The increasing negative environmental impact of petroplastics has directed significant attention towards bioplastics (BPs) as a sustainable alternative. Bioplastics (BPs) offer a sustainable alternative to petroplastics, including biodegradability, reduced greenhouse gas (GHG) emissions, and lower reliance on fossil fuels. Despite these benefits, BPs face challenges such as high production costs, limited scalability, and end-of-life management complexities. This review examines the current status, classification, synthesis techniques, material properties, applications, policy frameworks, and environmental impact of BPs. BPs are mainly used in packaging, replacing about 30% of petroplastic films, 20-40% of agricultural mulch films, and 15-25% of single-use consumer goods (15-25% single-use cutlery and bags). The key properties include PLA tensile strength (50-70 MPa), PHA elongation (>200%), PHA thermal stability (up to 60°C), 1.7 kg CO 2 -eq/kg (50-70% lower GHS emissions) and biodegradation of industrial composting (45-90days). Nanoparticle incorporation has enhanced resistance, reduced gas permeability by 75%, and improved mechanical performance. BPs demonstrated up to 70% lower carbon footprint and 30–40% reduced water and energy use. Also, the industrial composting conditions enable significant biodegradation of the BPs within 45 to 90 days. Global policy initiatives such as the EU’s Circular Economy Strategy and the USA’s Bio Preferred Program are vital to promoting BP adoption on a large scale with a market growth of 10–15% CAGR through 2030. Targeted research on microbial engineering in BP, material property optimisation, large-scale production and strong policy frameworks.

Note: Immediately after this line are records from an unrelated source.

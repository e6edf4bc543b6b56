use derive_more::Display;

#[cfg(feature = "serde")]
use serde::{Deserialize, Serialize};

/// Represents the classification of a line in the comparison
#[derive(Debug, Clone, Copy, PartialEq, Eq, Display)]
#[cfg_attr(feature = "serde", derive(Serialize, Deserialize))]
pub enum DiffLineKind {
    /// The line is identical at this position in both texts
    #[display(fmt = "Unchanged")]
    Unchanged,

    /// The line exists at this position only in the original text
    #[display(fmt = "Removed")]
    Removed,

    /// The line exists at this position only in the candidate text
    #[display(fmt = "Added")]
    Added,
}

/// One line of the comparison output, carrying its text
///
/// Lines are position-aligned against the two inputs; a changed position
/// produces a `Removed` entry followed by an `Added` entry.
#[derive(Debug, Clone, PartialEq, Eq)]
#[cfg_attr(feature = "serde", derive(Serialize, Deserialize))]
pub enum DiffLine {
    /// Identical at this position in both texts
    Unchanged(String),

    /// Present at this position only in the original
    Removed(String),

    /// Present at this position only in the candidate
    Added(String),
}

impl DiffLine {
    /// The line's text, without any classification marker
    pub fn text(&self) -> &str {
        match self {
            DiffLine::Unchanged(text) | DiffLine::Removed(text) | DiffLine::Added(text) => text,
        }
    }

    /// The line's classification
    pub fn kind(&self) -> DiffLineKind {
        match self {
            DiffLine::Unchanged(_) => DiffLineKind::Unchanged,
            DiffLine::Removed(_) => DiffLineKind::Removed,
            DiffLine::Added(_) => DiffLineKind::Added,
        }
    }

    /// Check if this line represents a change
    pub fn is_change(&self) -> bool {
        !matches!(self, DiffLine::Unchanged(_))
    }
}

Among BPs, polyhydroxyalkanoates (PHA) and polylactic acid (PLA) stand out for future applications in biomedical devices, durable packaging, automotive applications, and rigid consumer products. • Bioplastics show lower environmental impact compared to petroplastics. • Enhanced mechanical and thermal properties through biopolymer blending and nanomaterials. • Improved carbon footprint and biodegradability (industrial composting within 45-90 days) enable wider application scope. • International strategies facilitate sustainable production and commercialisation.